use std::fmt;

use crate::ir::expr::*;
use crate::ir::stmt::*;

pub trait PrettyPrint {
    fn pretty_print(&self) -> String;
    fn is_leaf(&self) -> bool;
}

pub fn combine_with_op<P: PrettyPrint>(op: &str, left: &P, right: &P) -> String {
    let left = pretty_print_with_parens(left);
    let right = pretty_print_with_parens(right);
    format!("{} {} {}", left, op, right)
}

pub fn pretty_print_with_parens<P: PrettyPrint>(p: &P) -> String {
    let pp = p.pretty_print();
    if p.is_leaf() { pp } else { format!("({})", pp) }
}

fn comma_separated(exprs: &[Expr]) -> String {
    exprs.iter().map(|e| e.pretty_print()).collect::<Vec<_>>().join(", ")
}

impl PrettyPrint for Expr {
    fn pretty_print(&self) -> String {
        if !self.defined() {
            return "<undefined>".to_string();
        }
        match self.node() {
            ExprNode::IntImm(i) => i.value.to_string(),
            ExprNode::FloatImm(f) => format!("{:?}f", f.value),
            ExprNode::StringImm(s) => format!("{:?}", s.value),
            ExprNode::Cast(c) => format!("{}({})", c.type_, c.value.pretty_print()),
            ExprNode::Variable(v) => v.name.clone(),
            ExprNode::Add(n) => combine_with_op("+", &n.a, &n.b),
            ExprNode::Sub(n) => combine_with_op("-", &n.a, &n.b),
            ExprNode::Mul(n) => combine_with_op("*", &n.a, &n.b),
            ExprNode::Div(n) => combine_with_op("/", &n.a, &n.b),
            ExprNode::Mod(n) => combine_with_op("%", &n.a, &n.b),
            ExprNode::Min(n) => format!("min({}, {})", n.a.pretty_print(), n.b.pretty_print()),
            ExprNode::Max(n) => format!("max({}, {})", n.a.pretty_print(), n.b.pretty_print()),
            ExprNode::EQ(n) => combine_with_op("==", &n.a, &n.b),
            ExprNode::NE(n) => combine_with_op("!=", &n.a, &n.b),
            ExprNode::LT(n) => combine_with_op("<", &n.a, &n.b),
            ExprNode::LE(n) => combine_with_op("<=", &n.a, &n.b),
            ExprNode::GT(n) => combine_with_op(">", &n.a, &n.b),
            ExprNode::GE(n) => combine_with_op(">=", &n.a, &n.b),
            ExprNode::And(n) => combine_with_op("&&", &n.a, &n.b),
            ExprNode::Or(n) => combine_with_op("||", &n.a, &n.b),
            ExprNode::Not(n) => format!("!{}", pretty_print_with_parens(&n.a)),
            ExprNode::Select(s) => format!(
                "select({}, {}, {})",
                s.condition.pretty_print(),
                s.true_value.pretty_print(),
                s.false_value.pretty_print()
            ),
            ExprNode::Let(l) => format!("(let {} = {} in {})", l.name, l.value.pretty_print(), l.body.pretty_print()),
            ExprNode::Call(c) => format!("{}({})", c.name, comma_separated(&c.args))
        }
    }

    fn is_leaf(&self) -> bool {
        if !self.defined() {
            return true;
        }
        match self.node() {
            ExprNode::Add(_) | ExprNode::Sub(_) | ExprNode::Mul(_) | ExprNode::Div(_)
            | ExprNode::Mod(_) | ExprNode::EQ(_) | ExprNode::NE(_) | ExprNode::LT(_)
            | ExprNode::LE(_) | ExprNode::GT(_) | ExprNode::GE(_) | ExprNode::And(_)
            | ExprNode::Or(_) => false,
            _ => true
        }
    }
}

impl fmt::Display for Expr {
    fn fmt(&self, f: &mut fmt::Formatter) -> fmt::Result {
        write!(f, "{}", self.pretty_print())
    }
}

fn print_stmt(s: &Stmt, indent: usize, out: &mut String) {
    let pad = "  ".repeat(indent);
    if !s.defined() {
        out.push_str(&format!("{}<undefined>\n", pad));
        return;
    }
    match s.node() {
        StmtNode::LetStmt(l) => {
            out.push_str(&format!("{}let {} = {}\n", pad, l.name, l.value));
            print_stmt(&l.body, indent, out);
        },
        StmtNode::AssertStmt(a) => {
            out.push_str(&format!("{}assert({}, {})\n", pad, a.condition, a.message));
        },
        StmtNode::For(l) => {
            out.push_str(&format!(
                "{}for<{:?}> ({}, {}, {}) {{\n",
                pad, l.for_type, l.name, l.min, l.extent
            ));
            print_stmt(&l.body, indent + 1, out);
            out.push_str(&format!("{}}}\n", pad));
        },
        StmtNode::Provide(p) => {
            let values = if p.values.len() == 1 {
                p.values[0].to_string()
            } else {
                format!("{{{}}}", comma_separated(&p.values))
            };
            out.push_str(&format!("{}{}({}) = {}\n", pad, p.name, comma_separated(&p.args), values));
        },
        StmtNode::Block(b) => {
            print_stmt(&b.first, indent, out);
            if b.rest.defined() {
                print_stmt(&b.rest, indent, out);
            }
        },
        StmtNode::Evaluate(e) => {
            out.push_str(&format!("{}{}\n", pad, e.value));
        }
    }
}

impl fmt::Display for Stmt {
    fn fmt(&self, f: &mut fmt::Formatter) -> fmt::Result {
        let mut out = String::new();
        print_stmt(self, 0, &mut out);
        write!(f, "{}", out)
    }
}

• • •

About this task ▸ Set every record down again, exactly as given.

Task result ▸
use std::fmt;

use crate::ir::expr::*;
use crate::ir::stmt::*;

pub trait PrettyPrint {
    fn pretty_print(&self) -> String;
    fn is_leaf(&self) -> bool;
}

pub fn combine_with_op<P: PrettyPrint>(op: &str, left: &P, right: &P) -> String {
    let left = pretty_print_with_parens(left);
    let right = pretty_print_with_parens(right);
    format!("{} {} {}", left, op, right)
}

pub fn pretty_print_with_parens<P: PrettyPrint>(p: &P) -> String {
    let pp = p.pretty_print();
    if p.is_leaf() { pp } else { format!("({})", pp) }
}

fn comma_separated(exprs: &[Expr]) -> String {
    exprs.iter().map(|e| e.pretty_print()).collect::<Vec<_>>().join(", ")
}

impl PrettyPrint for Expr {
    fn pretty_print(&self) -> String {
        if !self.defined() {
            return "<undefined>".to_string();
        }
        match self.node() {
            ExprNode::IntImm(i) => i.value.to_string(),
            ExprNode::FloatImm(f) => format!("{:?}f", f.value),
            ExprNode::StringImm(s) => format!("{:?}", s.value),
            ExprNode::Cast(c) => format!("{}({})", c.type_, c.value.pretty_print()),
            ExprNode::Variable(v) => v.name.clone(),
            ExprNode::Add(n) => combine_with_op("+", &n.a, &n.b),
            ExprNode::Sub(n) => combine_with_op("-", &n.a, &n.b),
            ExprNode::Mul(n) => combine_with_op("*", &n.a, &n.b),
            ExprNode::Div(n) => combine_with_op("/", &n.a, &n.b),
            ExprNode::Mod(n) => combine_with_op("%", &n.a, &n.b),
            ExprNode::Min(n) => format!("min({}, {})", n.a.pretty_print(), n.b.pretty_print()),
            ExprNode::Max(n) => format!("max({}, {})", n.a.pretty_print(), n.b.pretty_print()),
            ExprNode::EQ(n) => combine_with_op("==", &n.a, &n.b),
            ExprNode::NE(n) => combine_with_op("!=", &n.a, &n.b),
            ExprNode::LT(n) => combine_with_op("<", &n.a, &n.b),
            ExprNode::LE(n) => combine_with_op("<=", &n.a, &n.b),
            ExprNode::GT(n) => combine_with_op(">", &n.a, &n.b),
            ExprNode::GE(n) => combine_with_op(">=", &n.a, &n.b),
            ExprNode::And(n) => combine_with_op("&&", &n.a, &n.b),
            ExprNode::Or(n) => combine_with_op("||", &n.a, &n.b),
            ExprNode::Not(n) => format!("!{}", pretty_print_with_parens(&n.a)),
            ExprNode::Select(s) => format!(
                "select({}, {}, {})",
                s.condition.pretty_print(),
                s.true_value.pretty_print(),
                s.false_value.pretty_print()
            ),
            ExprNode::Let(l) => format!("(let {} = {} in {})", l.name, l.value.pretty_print(), l.body.pretty_print()),
            ExprNode::Call(c) => format!("{}({})", c.name, comma_separated(&c.args))
        }
    }

    fn is_leaf(&self) -> bool {
        if !self.defined() {
            return true;
        }
        match self.node() {
            ExprNode::Add(_) | ExprNode::Sub(_) | ExprNode::Mul(_) | ExprNode::Div(_)
            | ExprNode::Mod(_) | ExprNode::EQ(_) | ExprNode::NE(_) | ExprNode::LT(_)
            | ExprNode::LE(_) | ExprNode::GT(_) | ExprNode::GE(_) | ExprNode::And(_)
            | ExprNode::Or(_) => false,
            _ => true
        }
    }
}

impl fmt::Display for Expr {
    fn fmt(&self, f: &mut fmt::Formatter) -> fmt::Result {
        write!(f, "{}", self.pretty_print())
    }
}

fn print_stmt(s: &Stmt, indent: usize, out: &mut String) {
    let pad = "  ".repeat(indent);
    if !s.defined() {
        out.push_str(&format!("{}<undefined>\n", pad));
        return;
    }
    match s.node() {
        StmtNode::LetStmt(l) => {
            out.push_str(&format!("{}let {} = {}\n", pad, l.name, l.value));
            print_stmt(&l.body, indent, out);
        },
        StmtNode::AssertStmt(a) => {
            out.push_str(&format!("{}assert({}, {})\n", pad, a.condition, a.message));
        },
        StmtNode::For(l) => {
            out.push_str(&format!(
                "{}for<{:?}> ({}, {}, {}) {{\n",
                pad, l.for_type, l.name, l.min, l.extent
            ));
            print_stmt(&l.body, indent + 1, out);
            out.push_str(&format!("{}}}\n", pad));
        },
        StmtNode::Provide(p) => {
            let values = if p.values.len() == 1 {
                p.values[0].to_string()
            } else {
                format!("{{{}}}", comma_separated(&p.values))
            };
            out.push_str(&format!("{}{}({}) = {}\n", pad, p.name, comma_separated(&p.args), values));
        },
        StmtNode::Block(b) => {
            print_stmt(&b.first, indent, out);
            if b.rest.defined() {
                print_stmt(&b.rest, indent, out);
            }
        },
        StmtNode::Evaluate(e) => {
            out.push_str(&format!("{}{}\n", pad, e.value));
        }
    }
}

impl fmt::Display for Stmt {
    fn fmt(&self, f: &mut fmt::Formatter) -> fmt::Result {
        let mut out = String::new();
        print_stmt(self, 0, &mut out);
        write!(f, "{}", out)
    }
}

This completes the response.